In order to verify that the balancing calculation method has certain accuracy, the balancing result, the mechanism model balancing result and the wind tunnel test result are used for comparison. The wind tunnel test is completed in a national-level key laboratory of rotor dynamics of the university of aviation aerospace in Nanjing, the test purpose is to find the balancing control amount of the double-propeller propulsion compound high-speed helicopter in the wind tunnel at the speed of 0-20m/s, and the test bed device is shown in fig. 4.
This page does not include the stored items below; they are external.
//! Slack Web API client backed by slack-morphism.
//!
//! REST calls run through a bounded retry loop with capped, jittered
//! exponential backoff. Per-user lookups are the exception: a failed
//! `users.info` is swallowed so one odd account never sinks a request.

use crate::error::PlatformError;
use crate::slack::{RawFile, RawMessage, ThreadPlatform};

use anyhow::Context as _;
use slack_morphism::errors::SlackClientError;
use slack_morphism::prelude::*;
use std::collections::HashMap;
use std::sync::Arc;
use std::time::Duration;
use tokio::sync::OnceCell;

/// Max attempts for one Slack Web API call.
const API_MAX_ATTEMPTS: u32 = 3;
/// Max attempts for the startup `auth.test` identity resolution.
const INIT_MAX_ATTEMPTS: u32 = 5;
/// Base delay for exponential backoff between attempts.
const RETRY_BASE_DELAY_MS: u64 = 250;
/// Cap on any single backoff delay.
const RETRY_MAX_DELAY_MS: u64 = 4_000;
/// One page covers any realistic mention thread; Slack caps page size at 1000.
const THREAD_FETCH_LIMIT: u16 = 200;

/// Slack platform client.
pub struct SlackThreadClient {
    /// Shared HTTP client, constructed once and reused across all API calls.
    /// Holds a hyper connection pool internally; allocating one per call
    /// would discard that pool on every request.
    client: Arc<SlackHyperClient>,
    /// Pre-built API token wrapping `bot_token`. Created once alongside `client`.
    token: SlackApiToken,
    bot_token: String,
    /// Authenticated file downloads go through reqwest; slack-morphism has
    /// no raw-bytes fetch.
    http: reqwest::Client,
    /// The bot's own user id, resolved once via `auth.test`.
    bot_user_id: OnceCell<String>,
}

impl SlackThreadClient {
    pub fn new(bot_token: impl Into<String>) -> anyhow::Result<Self> {
        let bot_token = bot_token.into();
        let client = Arc::new(SlackClient::new(
            SlackClientHyperConnector::new().context("failed to create slack HTTP connector")?,
        ));
        let token = SlackApiToken::new(SlackApiTokenValue(bot_token.clone()));
        Ok(Self {
            client,
            token,
            bot_token,
            http: reqwest::Client::new(),
            bot_user_id: OnceCell::new(),
        })
    }

    /// Open a session against the cached client using the cached bot token.
    fn session(&self) -> SlackClientSession<'_, SlackClientHyperHttpsConnector> {
        self.client.open_session(&self.token)
    }

    /// Resolve and cache the bot's own user id. Must complete before any
    /// mention is processed. The OnceCell makes the first load single-flight;
    /// every later call is a cheap cache hit.
    pub async fn initialize(&self) -> Result<(), PlatformError> {
        self.bot_user_id
            .get_or_try_init(|| async {
                let client = self.client.clone();
                let bot_token = self.bot_token.clone();
                let response = with_retries(
                    "auth.test",
                    INIT_MAX_ATTEMPTS,
                    is_retriable_slack_error,
                    move || {
                        let client = client.clone();
                        let bot_token = bot_token.clone();
                        async move {
                            let token = SlackApiToken::new(SlackApiTokenValue(bot_token));
                            let session = client.open_session(&token);
                            session.auth_test().await
                        }
                    },
                )
                .await?;
                let bot_user_id = response.user_id.0;
                tracing::info!(bot_user_id = %bot_user_id, "slack bot identity resolved");
                Ok::<_, PlatformError>(bot_user_id)
            })
            .await?;
        Ok(())
    }
}

impl ThreadPlatform for SlackThreadClient {
    fn bot_user_id(&self) -> Result<&str, PlatformError> {
        self.bot_user_id
            .get()
            .map(String::as_str)
            .ok_or(PlatformError::NotInitialized)
    }

    async fn fetch_thread(
        &self,
        channel: &str,
        thread_ts: &str,
    ) -> Result<Vec<RawMessage>, PlatformError> {
        let client = self.client.clone();
        let bot_token = self.bot_token.clone();
        let channel_id = SlackChannelId(channel.to_string());
        let ts = SlackTs(thread_ts.to_string());

        let response = with_retries(
            "conversations.replies",
            API_MAX_ATTEMPTS,
            is_retriable_slack_error,
            move || {
                let client = client.clone();
                let bot_token = bot_token.clone();
                let request =
                    SlackApiConversationsRepliesRequest::new(channel_id.clone(), ts.clone())
                        .with_limit(THREAD_FETCH_LIMIT);
                async move {
                    let token = SlackApiToken::new(SlackApiTokenValue(bot_token));
                    let session = client.open_session(&token);
                    session.conversations_replies(&request).await
                }
            },
        )
        .await?;

        // conversations.replies returns the root first, oldest to newest.
        let messages: Vec<RawMessage> = response
            .messages
            .into_iter()
            .map(raw_message_from_history)
            .collect();
        tracing::debug!(channel, thread_ts, count = messages.len(), "fetched thread history");
        Ok(messages)
    }

    async fn resolve_user_names(&self, user_ids: &[String]) -> HashMap<String, String> {
        let lookups = user_ids.iter().map(|user_id| async move {
            let session = self.session();
            let request = SlackApiUsersInfoRequest::new(SlackUserId(user_id.clone()));
            match session.users_info(&request).await {
                Ok(info) => Some((user_id.clone(), display_name_for(&info.user, user_id))),
                Err(error) => {
                    tracing::warn!(
                        user_id = %user_id,
                        %error,
                        "users.info lookup failed, falling back to raw id"
                    );
                    None
                }
            }
        });
        futures::future::join_all(lookups)
            .await
            .into_iter()
            .flatten()
            .collect()
    }

    async fn fetch_image_bytes(&self, url: &str) -> Result<Vec<u8>, PlatformError> {
        let response = self.http.get(url).bearer_auth(&self.bot_token).send().await?;
        let status = response.status();
        if !status.is_success() {
            return Err(PlatformError::ImageStatus {
                status: status.as_u16(),
                url: url.to_string(),
            });
        }
        Ok(response.bytes().await?.to_vec())
    }

    async fn post_reply(
        &self,
        channel: &str,
        text: &str,
        thread_ts: &str,
    ) -> Result<(), PlatformError> {
        let client = self.client.clone();
        let bot_token = self.bot_token.clone();
        let channel_id = SlackChannelId(channel.to_string());
        let ts = SlackTs(thread_ts.to_string());
        let text = text.to_string();

        with_retries(
            "chat.postMessage",
            API_MAX_ATTEMPTS,
            is_retriable_slack_error,
            move || {
                let client = client.clone();
                let bot_token = bot_token.clone();
                let request = SlackApiChatPostMessageRequest::new(
                    channel_id.clone(),
                    SlackMessageContent::new().with_text(text.clone()),
                )
                .opt_thread_ts(Some(ts.clone()));
                async move {
                    let token = SlackApiToken::new(SlackApiTokenValue(bot_token));
                    let session = client.open_session(&token);
                    session.chat_post_message(&request).await
                }
            },
        )
        .await?;
        tracing::info!(channel, thread_ts, "posted reply");
        Ok(())
    }
}

fn raw_message_from_history(message: SlackHistoryMessage) -> RawMessage {
    let files = message
        .content
        .files
        .as_ref()
        .map(|files| {
            files
                .iter()
                .filter_map(|file| {
                    let url = file.url_private.as_ref()?;
                    Some(RawFile {
                        name: file.name.clone(),
                        mime_type: file.mimetype.as_ref().map(|m| m.0.clone()).unwrap_or_default(),
                        url: url.to_string(),
                    })
                })
                .collect()
        })
        .unwrap_or_default();

    RawMessage {
        user: message.sender.user.as_ref().map(|u| u.0.clone()),
        text: message.content.text.clone().unwrap_or_default(),
        ts: message.origin.ts.0.clone(),
        files,
    }
}

fn display_name_for(user: &SlackUser, user_id: &str) -> String {
    pick_display_name(
        user.profile.as_ref().and_then(|p| p.display_name.clone()),
        user.profile.as_ref().and_then(|p| p.real_name.clone()),
        user.name.clone(),
        user_id,
    )
}

/// Prefer the profile display name, then the real name, then the account
/// name, then the raw user id.
fn pick_display_name(
    display: Option<String>,
    real: Option<String>,
    account: Option<String>,
    user_id: &str,
) -> String {
    display
        .filter(|name| !name.trim().is_empty())
        .or_else(|| real.filter(|name| !name.trim().is_empty()))
        .or_else(|| account.filter(|name| !name.trim().is_empty()))
        .unwrap_or_else(|| user_id.to_string())
}

/// Run a platform call with bounded retries and capped, jittered exponential
/// backoff. `retriable` decides which errors are worth another attempt; the
/// rest surface immediately.
async fn with_retries<T, E, F, Fut>(
    method: &'static str,
    max_attempts: u32,
    retriable: fn(&E) -> bool,
    mut call: F,
) -> Result<T, PlatformError>
where
    E: std::fmt::Display,
    F: FnMut() -> Fut,
    Fut: std::future::Future<Output = Result<T, E>>,
{
    let mut attempt = 0;
    loop {
        match call().await {
            Ok(value) => return Ok(value),
            Err(error) => {
                attempt += 1;
                if !retriable(&error) {
                    return Err(PlatformError::Api {
                        method,
                        message: error.to_string(),
                    });
                }
                if attempt >= max_attempts {
                    return Err(PlatformError::RetriesExhausted {
                        method,
                        attempts: attempt,
                        message: error.to_string(),
                    });
                }
                let delay = backoff_delay(attempt);
                tracing::warn!(
                    method,
                    attempt,
                    delay_ms = delay.as_millis() as u64,
                    %error,
                    "slack call failed, retrying"
                );
                tokio::time::sleep(delay).await;
            }
        }
    }
}

/// Exponential backoff with a cap and uniform jitter, so concurrent requests
/// don't hit the API in lockstep after an outage.
fn backoff_delay(attempt: u32) -> Duration {
    use rand::Rng as _;
    let exp = RETRY_BASE_DELAY_MS.saturating_mul(2u64.saturating_pow(attempt.saturating_sub(1)));
    let capped = exp.min(RETRY_MAX_DELAY_MS);
    let jitter = rand::rng().random_range(0..=RETRY_BASE_DELAY_MS);
    Duration::from_millis(capped + jitter)
}

/// Slack Web API errors (`ok: false`) are terminal except for rate limiting;
/// transport-level failures are assumed transient.
fn is_retriable_slack_error(error: &SlackClientError) -> bool {
    match error {
        SlackClientError::ApiError(api) => api.to_string().contains("ratelimited"),
        _ => true,
    }
}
And solving a balancing equation in the mechanism model and the balancing calculation method, and respectively obtaining a set of mechanism model balancing values and balancing method calculation values. The test results, the mechanism model trim values, and the trim method calculations are compared as shown in fig. 5. For clarity, the figures are labeled with calculated values for the balancing method based on CFD model balancing values.

As can be seen from FIG. 5, the trim result obtained by the trim calculation method is closer to the test value than the trim result of the mechanism model, indicating that the method has higher accuracy.

5. Rotor/propeller aerodynamic disturbance analysis

The rotor and the propeller are rotating parts of the helicopter, the aerodynamic characteristics of the rotor and the propeller are complex, the flow mechanism is more variable when the rotor and the propeller are disturbed, and the type of disturbance is divided into hovering and forward flying.

5.1 hover aerodynamic disturbance analysis

And (3) calculating and comparing the rotor/propeller combination under the balancing operation when hovering, and comparing the rotor tension of the isolated rotor with the rotor tension of the isolated propeller. The rotor/propeller combination is shown in fig. 6, and the tension pair ratio is shown in table 1

Table 1 rotor/propeller drag comparison

As can be seen from table 1, the rotor aerodynamic changes are small in the hover state, indicating that the rotor is not substantially disturbed by the propeller in hover.

Under the interference of the rotor downwash, the efficiency of the left and right propellers is increased, because the propellers are directly positioned in the rotor downwash, and the dynamic pressure near the propeller disc is increased, so that the efficiency of the propellers is increased.

5.2 front flight aerodynamic disturbance analysis

The rotor/propeller combination, the isolated rotor and the rotor of the isolated propeller under the trim state manipulation at different forward speeds are calculated and compared, and the propeller tension changes are shown in fig. 7 and 8.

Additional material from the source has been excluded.